Lucia, lusse buns and light
Sweden is very dark in the wintertime, but the tradition of Lucia, brings back the light and from now on, it´s only getting lighter up here in the north.
The Lucia tradition can be traced back both to St Lucia of Syracuse, a martyr who died in 304, and to the Swedish legend of Lucia as Adam’s first wife. It is said that she consorted with the Devil and that her children were invisible infernals. Thus the name may be associated with both lux (light) and Lucifer (Satan), and its origins are difficult to determine. The present custom appears to be a blend of traditions. Read more about Lucia Here.
I like traditions, and one of the favorites is Lucia, which is on the 13th of December every year. Each Lucia I get up early in the morning, make coffee and heat baked lussebuns in the oven and watch the Lucia celebration on TV.
I have done this as long as I can remember, with my children when they were little and still obeyed me, with my neighbor who emigrated from Sweden but soon returned home and never seen it before, and with my partner, who passed out on the couch because it was to early in the morning.
But I’m awake, sitting on the couch and enjoying it as much now as when I was little.
I can not resist it – picture the darkness, a cottage, a disused ironworks or a church, blazing torches, horses, sleighbells and hearing the Lucia procession coming …. far away … in the dark … singing and the song gets louder and louder until you see Lucia in her white robe, with lights in her hair and a bunch of newly awakened bridesmaids and star boys. Then I cut into my freshly baked buns and drinking my coffee to the tune of “Santa Lucia” … It´s a great moment in life.
Here you go!
Buns and saffron buns
Approximately 15 of each
700g plain flour
25 g granulated sugar
500 g milk
75 g yeast
1300g dough 1
500g plain flour
175 g granulated sugar
20 g of sea salt
3 g saffron
50 g (1) eggs
250g softened butter
Approximately 2 cup raisins
1 Add the raisins to soak for 30 minutes. Drain.

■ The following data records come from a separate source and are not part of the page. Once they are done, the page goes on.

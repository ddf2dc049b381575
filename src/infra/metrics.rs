//! Lock-free metrics collection and periodic reporting
//!
//! Uses atomics for hot-path operations to avoid mutex contention.
//!
//! NOTE: All atomics use Relaxed ordering intentionally—these are
//! statistical counters only. Do NOT use these atomics for coordination
//! or logic decisions.

use crate::domain::summary::{EndReason, SessionSummary};
use crate::domain::types::ResolveAction;
use std::sync::atomic::{AtomicU64, Ordering};
use std::time::Instant;
use tracing::info;

/// Update an atomic max value using compare-and-swap loop
#[inline]
fn update_atomic_max(atomic_max: &AtomicU64, new_value: u64) {
    let mut current_max = atomic_max.load(Ordering::Relaxed);
    while new_value > current_max {
        match atomic_max.compare_exchange_weak(
            current_max,
            new_value,
            Ordering::Relaxed,
            Ordering::Relaxed,
        ) {
            Ok(_) => break,
            Err(actual) => current_max = actual,
        }
    }
}

/// Metrics collector shared across tasks
pub struct Metrics {
    /// Sensor samples fed through the gesture interpreter
    samples_total: AtomicU64,
    /// Cumulative sample-processing latency (for averaging)
    sample_latency_sum_us: AtomicU64,
    /// Worst sample-processing latency seen
    max_sample_latency_us: AtomicU64,
    /// Discrete actions emitted by the interpreter
    actions_correct: AtomicU64,
    actions_skip: AtomicU64,
    /// Session lifecycle counters
    sessions_started: AtomicU64,
    sessions_exhausted: AtomicU64,
    sessions_timed_out: AtomicU64,
    sessions_stopped: AtomicU64,
    /// Item outcomes across completed sessions
    items_correct: AtomicU64,
    items_skipped: AtomicU64,
    /// Report clock (only touched by the reporter)
    last_report_time: parking_lot::Mutex<Instant>,
}

impl Metrics {
    pub fn new() -> Self {
        Self {
            samples_total: AtomicU64::new(0),
            sample_latency_sum_us: AtomicU64::new(0),
            max_sample_latency_us: AtomicU64::new(0),
            actions_correct: AtomicU64::new(0),
            actions_skip: AtomicU64::new(0),
            sessions_started: AtomicU64::new(0),
            sessions_exhausted: AtomicU64::new(0),
            sessions_timed_out: AtomicU64::new(0),
            sessions_stopped: AtomicU64::new(0),
            items_correct: AtomicU64::new(0),
            items_skipped: AtomicU64::new(0),
            last_report_time: parking_lot::Mutex::new(Instant::now()),
        }
    }

    pub fn record_sample(&self, latency_us: u64) {
        self.samples_total.fetch_add(1, Ordering::Relaxed);
        self.sample_latency_sum_us.fetch_add(latency_us, Ordering::Relaxed);
        update_atomic_max(&self.max_sample_latency_us, latency_us);
    }

    pub fn record_action(&self, action: ResolveAction) {
        match action {
            ResolveAction::Correct => self.actions_correct.fetch_add(1, Ordering::Relaxed),
            ResolveAction::Skip => self.actions_skip.fetch_add(1, Ordering::Relaxed),
        };
    }

    pub fn record_session_started(&self) {
        self.sessions_started.fetch_add(1, Ordering::Relaxed);
    }

    pub fn record_session_ended(&self, summary: &SessionSummary) {
        match summary.reason {
            EndReason::Exhausted => self.sessions_exhausted.fetch_add(1, Ordering::Relaxed),
            EndReason::TimedOut => self.sessions_timed_out.fetch_add(1, Ordering::Relaxed),
            EndReason::Stopped => self.sessions_stopped.fetch_add(1, Ordering::Relaxed),
        };
        self.items_correct.fetch_add(summary.score.correct as u64, Ordering::Relaxed);
        self.items_skipped.fetch_add(summary.score.skipped as u64, Ordering::Relaxed);
    }

    /// Snapshot current counters for reporting
    pub fn report(&self) -> MetricsSummary {
        let mut last_report = self.last_report_time.lock();
        let elapsed_secs = last_report.elapsed().as_secs_f64();
        *last_report = Instant::now();
        drop(last_report);

        let samples_total = self.samples_total.load(Ordering::Relaxed);
        let latency_sum = self.sample_latency_sum_us.load(Ordering::Relaxed);
        let avg_sample_latency_us =
            if samples_total > 0 { latency_sum / samples_total } else { 0 };

        MetricsSummary {
            elapsed_secs,
            samples_total,
            samples_per_sec: if elapsed_secs > 0.0 {
                samples_total as f64 / elapsed_secs
            } else {
                0.0
            },
            avg_sample_latency_us,
            max_sample_latency_us: self.max_sample_latency_us.load(Ordering::Relaxed),
            actions_correct: self.actions_correct.load(Ordering::Relaxed),
            actions_skip: self.actions_skip.load(Ordering::Relaxed),
            sessions_started: self.sessions_started.load(Ordering::Relaxed),
            sessions_exhausted: self.sessions_exhausted.load(Ordering::Relaxed),
            sessions_timed_out: self.sessions_timed_out.load(Ordering::Relaxed),
            sessions_stopped: self.sessions_stopped.load(Ordering::Relaxed),
            items_correct: self.items_correct.load(Ordering::Relaxed),
            items_skipped: self.items_skipped.load(Ordering::Relaxed),
        }
    }
}

impl Default for Metrics {
    fn default() -> Self {
        Self::new()
    }
}

/// Point-in-time metrics snapshot
#[derive(Debug, Clone)]
pub struct MetricsSummary {
    pub elapsed_secs: f64,
    pub samples_total: u64,
    pub samples_per_sec: f64,
    pub avg_sample_latency_us: u64,
    pub max_sample_latency_us: u64,
    pub actions_correct: u64,
    pub actions_skip: u64,
    pub sessions_started: u64,
    pub sessions_exhausted: u64,
    pub sessions_timed_out: u64,
    pub sessions_stopped: u64,
    pub items_correct: u64,
    pub items_skipped: u64,
}

impl MetricsSummary {
    pub fn log(&self) {
        info!(
            samples = %self.samples_total,
            samples_per_sec = %format!("{:.1}", self.samples_per_sec),
            avg_latency_us = %self.avg_sample_latency_us,
            max_latency_us = %self.max_sample_latency_us,
            actions_correct = %self.actions_correct,
            actions_skip = %self.actions_skip,
            sessions_started = %self.sessions_started,
            sessions_exhausted = %self.sessions_exhausted,
            sessions_timed_out = %self.sessions_timed_out,
            sessions_stopped = %self.sessions_stopped,
            items_correct = %self.items_correct,
            items_skipped = %self.items_skipped,
            "metrics_report"
        );
    }
}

1. Weigh out flour and sugar and dissolve yeast in cold milk. Add 1.5 g of saffron.
2. Mix the flour, sugar, yeast and milk in a kitchen aid and knead the dough on low speed for about 5-6 minutes.
3. Place the dough in a plastic bowl or plastic box with lid and let it rise for 45 minutes.
1.Put dough 1 in a bowl (do you have a small kitchen aid, split the dough and the ingredients for the Lusse dough in half and make it in two batches.)
2. Pour in the flour, sugar, salt, and the rest of saffron and knead the dough on low speed for about 5-6 minutes.
3. Add the butter in small pieces and increase speed. Run on high speed for about 10 minutes.
4. Place the dough in a plastic bowl or plastic container with a lid and leave to rise for 30 minutes.
Preheat the oven to 250 degrees Cecius ( 482 degrees Farenheit)
1.Split dough into two pieces. Cut up about 15 pieces of one half and shape into buns.
2 Place on greased baking sheet, brush with egg and insert raisins. Let buns rise for 45 minutes. Bake in the oven for about 8-9 minutes.
1 Roll out the dough into a rectangle, sprinkle raisins on the bottom half of the rectangle, and fold over the top half. Roll flat. Fold the dough in half (short side to short side) and roll again. Cut strips (about 2 cm wide) of the dough, twist them once and then twist them into buns.
2 Brush with egg, and let buns rise for 45 minutes. Bake in the oven for about 10-12 minutes.